I recently attended the CATO Institute’s policy forum: “Mexico’s Drug War: The Growing Crisis on Our Southern Border,” and it got me thinking about the alternative polices that the US could take when dealing with Mexico. Some of the popular policy alternatives mentioned at the conference-although not necessarily advocated by any one participant-included the legalization of drugs, building a bigger wall, and pumping money into treatment and prevention programs to quell demand. (I was waiting for “full scale invasion,” and “nation building” to be mentioned, but they weren’t.) Each of these alternative policies to stop/slow the Drug War have a unique set of problems which were more eloquently addressed by the participants of the panel. (Please note it is not just “Mexico’s” Drug War; Mexico is just taking more *noticeable* casualties at the moment.) The possibility of political change in Mexico, however, was not mentioned by anyone. Alternatives to the current US policy–which is outlined in the Mérida Initiative and contingency plans, in case all hell breaks loose North of the border–is fine to kick around academic forums and think tank tables, BUT the one common assumption to all these suggested policies have, is the one assumption that might be changing in Mexico: what if Mexico itself changes tactics or political parties and becomes less receptive to United States assistance?
I have no doubt that when President Calderón declared war on the drug cartels in 2006, he probably did not expect it to get this brutal. Not only have his efforts caused unprecedented drug violence throughout the country, the cartels are now resorting to kidnapping, piracy, and protection rackets to control drug routes into the United States. And despite all the violence, which shows signs of getting worse, President Calderón has to worry about a possible political shift in the midterm legislative and municipal elections which may bring a surprise resurgence of the Institutional Revolutionary Party (PRI). This is the same PRI that is said to use “electoral fraud, corruption, bribery, and repression when necessary to maintain control over individuals and groups.” The same PRI that ruled Mexico for 71 consecutive years, but was voted out of office in 2000 by the National Action Party (PAN).
In 2006, the PAN and the “leftist” Democratic Revolution Party (PRD) were locked in a tight race ending in the narrow defeat of the PRD; the PRI placed a distant third. But now, back from the political graveyard, the PRI have won several other local and state elections and claim they will take control of Congress in midterm elections held on July 5th-which might actually be possible since the PRD is currently splintering itself out of existence. In November 2008, a Mexican nationwide poll shows the Mexican people favoring the PRI in the upcoming elections. The World Politics Review even sees the PRI as the “party to beat” in July. President Calderón -who doesn’t have to worry about a presidential election until 2012-is already having enough trouble getting needed economic and political reform passed through a Congress in which his own party holds the majority of seats.

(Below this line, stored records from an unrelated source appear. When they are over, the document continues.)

#[cfg(test)]
mod tests {
    use super::*;
    use rand::{Rng, SeedableRng};

    #[test]
    fn push_min_remove() {
        let mut pool: CqPool<i64> = CqPool::new();
        let q = pool.new_queue(0);
        assert!(pool.is_empty(q));

        let refs: Vec<_> = [(0, 5), (1, 2), (2, 9), (3, 2)]
            .into_iter()
            .map(|(k, p)| pool.push_back(q, k, p))
            .collect();

        // equal minimum priorities resolve to the smaller key
        assert_eq!(pool.find_min(q).unwrap().1, 1);
        pool.remove(refs[1]);
        assert_eq!(pool.find_min(q).unwrap().1, 3);
        assert_eq!(pool.keys_in_order(q), vec![0, 2, 3]);
    }

    #[test]
    fn concat_preserves_refs_and_order() {
        let mut pool: CqPool<i64> = CqPool::new();
        let qa = pool.new_queue(1);
        let qb = pool.new_queue(2);
        let ra = pool.push_back(qa, 10, 0);
        let rb = pool.push_back(qb, 20, 0);
        pool.push_back(qb, 21, 0);

        pool.concat(qa, qb);
        assert_eq!(pool.keys_in_order(qa), vec![10, 20, 21]);
        assert_eq!(pool.queue_of(ra), qa);
        assert_eq!(pool.queue_of(rb), qa);
        assert_eq!(pool.owner(qa), 1);
    }

    #[test]
    fn split_and_rotate() {
        let mut pool: CqPool<i64> = CqPool::new();
        let q = pool.new_queue(0);
        let refs: Vec<_> = (0..7).map(|k| pool.push_back(q, k, k as i64)).collect();

        pool.rotate_before(q, refs[3]);
        assert_eq!(pool.keys_in_order(q), vec![3, 4, 5, 6, 0, 1, 2]);

        let back = pool.split_off_before(q, refs[0]);
        assert_eq!(pool.keys_in_order(q), vec![3, 4, 5, 6]);
        assert_eq!(pool.keys_in_order(back), vec![0, 1, 2]);
        assert_eq!(pool.queue_of(refs[1]), back);
        assert_eq!(pool.find_min(q).unwrap().1, 3);
    }

    #[test]
    fn insert_after_keeps_position() {
        let mut pool: CqPool<i64> = CqPool::new();
        let q = pool.new_queue(0);
        let a = pool.push_back(q, 0, 0);
        pool.push_back(q, 2, 0);
        pool.insert_after(a, 1, 0);
        assert_eq!(pool.keys_in_order(q), vec![0, 1, 2]);
    }

    /// Randomized cross-check against a naive `Vec<Vec<_>>` model covering
    /// every public operation.
    #[test]
    fn randomized_against_naive_model() {
        let rng = &mut Pcg64Mcg::seed_from_u64(99);
        let mut pool: CqPool<i64> = CqPool::new();

        // model: per live queue, the ordered (ref, key, prio) contents
        let mut queues: Vec<(CqHandle, Vec<(CqRef, u32, i64)>)> = Vec::new();
        let mut next_key = 0u32;

        for _ in 0..3 {
            let q = pool.new_queue(0);
            queues.push((q, Vec::new()));
        }

        for _ in 0..3000 {
            match rng.random_range(0..100) {
                0..40 => {
                    let (q, model) = &mut queues[rng.random_range(0..queues.len())];
                    let prio = rng.random_range(0..1000);
                    let r = pool.push_back(*q, next_key, prio);
                    model.push((r, next_key, prio));
                    next_key += 1;
                }
                40..55 => {
                    let (_, model) = &mut queues[rng.random_range(0..queues.len())];
                    if model.is_empty() {
                        continue;
                    }
                    let at = rng.random_range(0..model.len());
                    let prio = rng.random_range(0..1000);
                    let r = pool.insert_after(model[at].0, next_key, prio);
                    model.insert(at + 1, (r, next_key, prio));
                    next_key += 1;
                }
                55..70 => {
                    let (_, model) = &mut queues[rng.random_range(0..queues.len())];
                    if model.is_empty() {
                        continue;
                    }
                    let at = rng.random_range(0..model.len());
                    let (r, _, _) = model.remove(at);
                    pool.remove(r);
                }
                70..80 => {
                    if queues.len() < 2 {
                        continue;
                    }
                    let a = rng.random_range(0..queues.len());
                    let mut b = rng.random_range(0..queues.len());
                    if a == b {
                        b = (b + 1) % queues.len();
                    }
                    let (qb, model_b) = queues.remove(b);
                    let a = if b < a { a - 1 } else { a };
                    pool.concat(queues[a].0, qb);
                    queues[a].1.extend(model_b);
                }
                80..90 => {
                    let idx = rng.random_range(0..queues.len());
                    let (q, model) = &mut queues[idx];
                    if model.is_empty() {
                        continue;
                    }
                    let at = rng.random_range(0..model.len());
                    let q2 = pool.split_off_before(*q, model[at].0);
                    let tail = model.split_off(at);
                    queues.push((q2, tail));
                }
                _ => {
                    let (q, model) = &queues[rng.random_range(0..queues.len())];
                    let expected = model.iter().map(|&(_, k, p)| (p, k)).min();
                    assert_eq!(pool.find_min(*q).map(|(_, k, p)| (p, k)), expected);
                }
            }

            for (q, model) in &queues {
                assert_eq!(
                    pool.keys_in_order(*q),
                    model.iter().map(|&(_, k, _)| k).collect::<Vec<_>>()
                );
                for &(r, _, _) in model {
                    debug_assert_eq!(pool.queue_of(r), *q);
                }
            }
        }
    }
}
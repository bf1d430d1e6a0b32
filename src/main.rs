#![forbid(unsafe_code)]

//! `agent-conduit`: interactive front end for the session engine.
//!
//! Loads configuration and credentials, optionally opens the session store,
//! and runs one of the `chat`, `ask`, or `sessions` commands.

use std::io::Write;
use std::path::{Path, PathBuf};
use std::sync::Arc;

use clap::{Parser, Subcommand, ValueEnum};
use tokio::io::{AsyncBufReadExt, BufReader};
use tokio::sync::mpsc;
use tokio::task::JoinHandle;
use tokio_util::sync::CancellationToken;
use tracing::{error, info, warn};
use tracing_subscriber::{fmt, EnvFilter};

use agent_conduit::config::{GlobalConfig, DEFAULT_LOG_FILTER};
use agent_conduit::models::message::{ContentBlock, Message};
use agent_conduit::models::session::{PermissionMode, Session};
use agent_conduit::persistence::{db, retention, SessionRepo};
use agent_conduit::registry::{EventSink, SessionEvent, SessionRegistry};
use agent_conduit::stream::BlockDelta;
use agent_conduit::{AppError, Result};

#[derive(Debug, Copy, Clone, Eq, PartialEq, ValueEnum)]
enum LogFormat {
    Text,
    Json,
}

#[derive(Debug, Parser)]
#[command(name = "agent-conduit", about = "Coding-agent session engine", version, long_about = None)]
struct Cli {
    /// Path to the TOML configuration file.
    #[arg(long)]
    config: PathBuf,

    /// Log output format (text or json).
    #[arg(long, value_enum, default_value_t = LogFormat::Text)]
    log_format: LogFormat,

    /// Override the default workspace root.
    #[arg(long)]
    workspace: Option<PathBuf>,

    #[command(subcommand)]
    command: Command,
}

#[derive(Debug, Subcommand)]
enum Command {
    /// Interactive conversation; each input line is one exchange.
    Chat {
        /// Project directory (defaults to the workspace root).
        #[arg(long)]
        project: Option<PathBuf>,
        /// Model override.
        #[arg(long)]
        model: Option<String>,
        /// Permission mode (default, accept-edits, plan, bypass-permissions).
        #[arg(long)]
        mode: Option<PermissionMode>,
        /// Continue an earlier agent conversation.
        #[arg(long)]
        resume: Option<String>,
    },
    /// Single exchange; prints the final assistant text.
    Ask {
        /// Prompt text.
        prompt: String,
        /// Project directory (defaults to the workspace root).
        #[arg(long)]
        project: Option<PathBuf>,
        /// Permission mode for this exchange.
        #[arg(long)]
        mode: Option<PermissionMode>,
    },
    /// List stored sessions that can be resumed.
    Sessions {
        /// Restrict to one project directory.
        #[arg(long)]
        project: Option<PathBuf>,
    },
}

fn main() -> Result<()> {
    let args = Cli::parse();
    init_tracing(args.log_format)?;

    tokio::runtime::Builder::new_multi_thread()
        .enable_all()
        .build()
        .map_err(|err| AppError::Config(format!("failed to build tokio runtime: {err}")))?
        .block_on(run(args))
}

async fn run(args: Cli) -> Result<()> {
    // ── Load configuration ──────────────────────────────
    let mut config = GlobalConfig::load_from_path(&args.config)?;

    if let Some(ws) = args.workspace {
        let canonical = ws
            .canonicalize()
            .map_err(|err| AppError::Config(format!("invalid workspace override: {err}")))?;
        config.default_workspace_root = canonical;
    }

    config.load_credentials().await?;
    let config = Arc::new(config);
    info!(cli = %config.cli_path, "configuration loaded");

    // ── Session store ───────────────────────────────────
    let ct = CancellationToken::new();
    let (store, retention_handle) = open_store(&config, &ct).await?;

    let outcome = match args.command {
        Command::Sessions { project } => list_sessions(store.as_ref(), project.as_deref()).await,
        Command::Ask {
            prompt,
            project,
            mode,
        } => {
            let session_config = config.default_session_config(project.as_deref());
            with_registry(&config, store, false, |registry| async move {
                let session = registry.start(session_config).await?;
                let outcome = ask(&registry, &session, &prompt, mode).await;
                registry.shutdown().await;
                outcome
            })
            .await
        }
        Command::Chat {
            project,
            model,
            mode,
            resume,
        } => {
            let mut session_config = config.default_session_config(project.as_deref());
            if model.is_some() {
                session_config.model = model;
            }
            if let Some(mode) = mode {
                session_config.permission_mode = mode;
            }
            let print_complete = !session_config.include_partial_messages;
            with_registry(&config, store, print_complete, |registry| async move {
                let session = match resume {
                    Some(resume_id) => registry.resume(session_config, &resume_id).await?,
                    None => registry.start(session_config).await?,
                };
                let outcome = chat(&registry, &session).await;
                registry.shutdown().await;
                outcome
            })
            .await
        }
    };

    ct.cancel();
    if let Some(handle) = retention_handle {
        if let Err(err) = handle.await {
            warn!(%err, "retention task failed");
        }
    }
    outcome
}

async fn open_store(
    config: &GlobalConfig,
    ct: &CancellationToken,
) -> Result<(Option<SessionRepo>, Option<JoinHandle<()>>)> {
    if !config.store.enabled {
        return Ok((None, None));
    }

    let pool = Arc::new(db::connect(&config.store_path()).await?);
    let repo = SessionRepo::new(pool);
    info!(path = %config.store_path().display(), "session store connected");

    let handle =
        retention::spawn_retention_task(repo.clone(), config.store.retention_days, ct.clone());
    Ok((Some(repo), Some(handle)))
}

/// Build a registry wired to a stdout event printer and run `body` with it.
async fn with_registry<F, Fut>(
    config: &GlobalConfig,
    store: Option<SessionRepo>,
    print_complete: bool,
    body: F,
) -> Result<()>
where
    F: FnOnce(Arc<SessionRegistry>) -> Fut,
    Fut: std::future::Future<Output = Result<()>>,
{
    let (sink, rx) = EventSink::channel(config.event_buffer);
    let mut registry = SessionRegistry::from_config(config, sink);
    if let Some(repo) = store {
        registry = registry.with_store(repo);
    }
    let registry = Arc::new(registry);
    let printer = tokio::spawn(print_events(rx, print_complete));

    let outcome = body(Arc::clone(&registry)).await;

    drop(registry);
    if let Err(err) = printer.await {
        warn!(%err, "event printer task failed");
    }
    outcome
}

async fn chat(registry: &SessionRegistry, session: &Session) -> Result<()> {
    eprintln!(
        "session {} in {} (type /stop to quit)",
        session.id,
        session.config.project_path.display()
    );

    let mut lines = BufReader::new(tokio::io::stdin()).lines();
    while let Some(line) = lines.next_line().await? {
        let text = line.trim();
        if text.is_empty() {
            continue;
        }
        if text == "/stop" {
            break;
        }

        match exchange(registry, &session.id, text, None).await {
            Ok(()) => {}
            Err(err) if err.is_cancelled() => {
                eprintln!("(cancelled)");
                registry.restart(&session.id).await?;
            }
            Err(err) => {
                eprintln!("error: {err}");
                registry.restart(&session.id).await?;
            }
        }
    }
    Ok(())
}

async fn ask(
    registry: &SessionRegistry,
    session: &Session,
    prompt: &str,
    mode: Option<PermissionMode>,
) -> Result<()> {
    exchange(registry, &session.id, prompt, mode).await?;

    let text = registry
        .get(&session.id)
        .and_then(|snapshot| {
            snapshot.history.iter().rev().find_map(|message| match message {
                Message::Assistant(assistant) => Some(assistant.text()),
                _ => None,
            })
        })
        .unwrap_or_default();
    println!("{text}");
    Ok(())
}

/// One exchange that Ctrl-C cancels.
async fn exchange(
    registry: &SessionRegistry,
    session_id: &str,
    text: &str,
    mode: Option<PermissionMode>,
) -> Result<()> {
    let cancel = CancellationToken::new();
    let send = registry.send_message_with_cancel(session_id, text, mode, cancel.clone());
    tokio::pin!(send);

    tokio::select! {
        outcome = &mut send => outcome.map(|_| ()),
        _ = tokio::signal::ctrl_c() => {
            cancel.cancel();
            send.await.map(|_| ())
        }
    }
}

async fn list_sessions(store: Option<&SessionRepo>, project: Option<&Path>) -> Result<()> {
    let Some(store) = store else {
        return Err(AppError::Config(
            "session store is disabled; set [store] enabled = true".into(),
        ));
    };

    let project = project
        .map(|path| {
            path.canonicalize()
                .map_err(|err| AppError::Config(format!("invalid project path: {err}")))
        })
        .transpose()?;
    let project = project.as_ref().map(|path| path.to_string_lossy().into_owned());

    for record in store.list_resumable(project.as_deref()).await? {
        println!(
            "{}\t{}\t{}\t{}\t${:.4}\t{}",
            record.resume_id.unwrap_or_default(),
            record.status,
            record.updated_at.to_rfc3339(),
            record.exchange_count,
            record.total_cost_usd,
            record.project_path.display(),
        );
    }
    Ok(())
}

async fn print_events(mut rx: mpsc::Receiver<SessionEvent>, print_complete: bool) {
    let mut stdout = std::io::stdout();
    while let Some(event) = rx.recv().await {
        let written = match event {
            SessionEvent::StreamBlockDelta {
                delta: BlockDelta::Text(text),
                ..
            } => write!(stdout, "{text}"),
            SessionEvent::StreamBlockStopped {
                block: ContentBlock::Text { .. },
                ..
            } => writeln!(stdout),
            SessionEvent::StreamBlockStopped {
                block: ContentBlock::ToolUse { name, .. },
                ..
            } => writeln!(stdout, "[tool {name}]"),
            SessionEvent::MessageReceived {
                message: Message::Assistant(assistant),
                ..
            } if print_complete => writeln!(stdout, "{}", assistant.text()),
            SessionEvent::ToolResultReceived {
                tool_name,
                is_error,
                ..
            } => {
                let status = if is_error { "failed" } else { "done" };
                writeln!(stdout, "[tool {tool_name} {status}]")
            }
            SessionEvent::ResultReceived { result, .. } => writeln!(
                stdout,
                "[{} turns, {} ms, ${:.4}]",
                result.num_turns,
                result.duration_ms,
                result.total_cost_usd.unwrap_or(0.0)
            ),
            SessionEvent::ExchangeFailed { error, .. } => writeln!(stdout, "[failed: {error}]"),
            _ => Ok(()),
        };
        if let Err(err) = written.and_then(|()| stdout.flush()) {
            error!(%err, "failed to write to stdout");
            break;
        }
    }
}

fn init_tracing(log_format: LogFormat) -> Result<()> {
    let env_filter =
        EnvFilter::try_from_default_env().unwrap_or_else(|_| EnvFilter::new(DEFAULT_LOG_FILTER));
    let subscriber = fmt()
        .with_env_filter(env_filter)
        .with_writer(std::io::stderr);

    match log_format {
        LogFormat::Text => subscriber
            .try_init()
            .map_err(|err| AppError::Config(format!("failed to init tracing: {err}")))?,
        LogFormat::Json => subscriber
            .json()
            .try_init()
            .map_err(|err| AppError::Config(format!("failed to init tracing: {err}")))?,
    }

    Ok(())
}
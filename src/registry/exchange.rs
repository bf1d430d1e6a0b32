//! One request/response exchange against a freshly spawned agent.
//!
//! The driver writes the user turn, closes stdin and consumes decoded
//! messages until the terminal `result`. Every message is committed to the
//! session history and reported to listeners in arrival order.

use serde_json::Value;
use tokio_util::sync::CancellationToken;
use tracing::{debug, info, warn};

use crate::models::message::{ContentBlock, Message, ResultMessage};
use crate::models::session::ExchangeConfig;
use crate::protocol;
use crate::stream::{StreamAccumulator, ToolNameMap};
use crate::transport::ProcessTransport;
use crate::{AppError, Result};

use super::events::SessionEvent;
use super::SessionRegistry;

/// Cancellation sources of one exchange.
#[derive(Debug, Clone)]
pub(super) struct Cancellation {
    /// Triggered by `stop`.
    pub session: CancellationToken,
    /// Supplied by the caller.
    pub caller: CancellationToken,
}

impl Cancellation {
    async fn cancelled(&self) -> AppError {
        tokio::select! {
            () = self.session.cancelled() => AppError::Cancelled("session stopped".into()),
            () = self.caller.cancelled() => {
                AppError::Cancelled("exchange cancelled by caller".into())
            }
        }
    }
}

/// Everything one exchange needs besides the transport.
pub(super) struct Exchange<'a> {
    pub registry: &'a SessionRegistry,
    pub session_id: &'a str,
    pub tools: &'a mut ToolNameMap,
    pub cancel: Cancellation,
}

impl Exchange<'_> {
    /// Spawn the agent, send `text` and drive the exchange to its result.
    ///
    /// The process is closed gracefully after a result and killed on any
    /// failure or cancellation.
    pub(super) async fn run(
        mut self,
        config: ExchangeConfig,
        text: &str,
        outbound_id: &str,
    ) -> Result<ResultMessage> {
        let model = config.config.model.clone().unwrap_or_default();
        let mut transport =
            ProcessTransport::new(self.registry.transport.clone(), config, self.session_id);

        let outcome = self.drive(&mut transport, text, outbound_id, model).await;
        match &outcome {
            Ok(_) => transport.close().await,
            Err(_) => transport.dispose().await,
        }
        outcome
    }

    async fn drive(
        &mut self,
        transport: &mut ProcessTransport,
        text: &str,
        outbound_id: &str,
        model: String,
    ) -> Result<ResultMessage> {
        if self.cancel.session.is_cancelled() || self.cancel.caller.is_cancelled() {
            return Err(self.cancel.cancelled().await);
        }

        transport.connect(None).await?;
        debug!(pid = ?transport.pid(), "agent spawned");

        let cancel = self.cancel.clone();
        tokio::select! {
            biased;
            err = cancel.cancelled() => return Err(err),
            sent = transport.send_user_turn(text, outbound_id) => sent?,
        }
        transport.close_input();

        let mut accumulator = StreamAccumulator::new(model);
        loop {
            let item = tokio::select! {
                biased;
                err = cancel.cancelled() => return Err(err),
                item = transport.next_message() => item,
            };

            let raw: Value = match item {
                None => {
                    return Err(AppError::ConnectionLost(
                        "agent output ended before a result".into(),
                    ))
                }
                Some(Ok(raw)) => raw,
                Some(Err(err @ AppError::ProtocolDecode { .. })) => {
                    warn!(%err, "skipping undecodable line");
                    continue;
                }
                Some(Err(err)) => return Err(err),
            };

            let message = match protocol::parse(&raw) {
                Ok(message) => message,
                Err(err) => {
                    warn!(%err, "skipping malformed message");
                    continue;
                }
            };

            if let Some(result) = self.handle(&mut accumulator, message).await {
                return Ok(result);
            }
        }
    }

    /// Apply one decoded message; returns the result once the exchange ends.
    async fn handle(
        &mut self,
        accumulator: &mut StreamAccumulator,
        message: Message,
    ) -> Option<ResultMessage> {
        match message {
            Message::StreamEvent(event) => {
                if let Some(update) = accumulator.apply(&event.event, self.tools) {
                    self.emit(SessionEvent::from_stream_update(self.session_id, update))
                        .await;
                }
            }
            Message::Assistant(assistant) => {
                self.tools.record_blocks(&assistant.content);
                accumulator.reset();
                self.commit(Message::Assistant(assistant)).await;
            }
            Message::User(user) => {
                for block in user.blocks() {
                    if let ContentBlock::ToolResult {
                        tool_use_id,
                        is_error,
                        ..
                    } = block
                    {
                        let tool_name = self.tools.resolve(tool_use_id).to_owned();
                        self.emit(SessionEvent::ToolResultReceived {
                            session_id: self.session_id.to_owned(),
                            tool_use_id: tool_use_id.clone(),
                            tool_name,
                            is_error: is_error.unwrap_or(false),
                        })
                        .await;
                    }
                }
                self.commit(Message::User(user)).await;
            }
            Message::System(system) => {
                debug!(subtype = %system.subtype, "system message");
                if system.subtype == "init" && accumulator.is_empty() {
                    if let Some(model) = system.data.get("model").and_then(Value::as_str) {
                        *accumulator = StreamAccumulator::new(model);
                    }
                }
            }
            Message::ControlRequest(request) => {
                warn!(
                    control_type = %request.control_type,
                    "agent requested a control decision; no responder is attached"
                );
                self.emit(SessionEvent::ControlRequested {
                    session_id: self.session_id.to_owned(),
                    request,
                })
                .await;
            }
            Message::Result(result) => {
                for update in accumulator.close_open_blocks() {
                    self.emit(SessionEvent::from_stream_update(self.session_id, update))
                        .await;
                }
                if let Some(assistant) = accumulator.finish() {
                    self.tools.record_blocks(&assistant.content);
                    self.commit(Message::Assistant(assistant)).await;
                }
                if result.is_error {
                    warn!(subtype = %result.subtype, "agent reported an error result");
                }
                self.registry.record_result(self.session_id, &result);
                info!(
                    resume_id = %result.session_id,
                    num_turns = result.num_turns,
                    duration_ms = result.duration_ms,
                    "exchange completed"
                );
                self.emit(SessionEvent::ResultReceived {
                    session_id: self.session_id.to_owned(),
                    result: result.clone(),
                })
                .await;
                return Some(result);
            }
        }
        None
    }

    async fn commit(&self, message: Message) {
        self.registry.append_history(self.session_id, message.clone());
        self.emit(SessionEvent::MessageReceived {
            session_id: self.session_id.to_owned(),
            message,
        })
        .await;
    }

    async fn emit(&self, event: SessionEvent) {
        self.registry.events.emit(event).await;
    }
}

And now for the “question” section: What if the PRI gains the upper hand in the Congress and Municipal elections? What if the PRI eventually maneuvers into the presidency in 2012? (Who knows? The PRI might even run under the campaign platform to stop drug violence…) Will the United States policymakers be as willing to send over billions to Mexico if the PRI takes Mexico back from the PAN? The impact on the Untied States policy is going to be real. Now might be a good time to examine that “sunset clause” in the Mérida Initiative.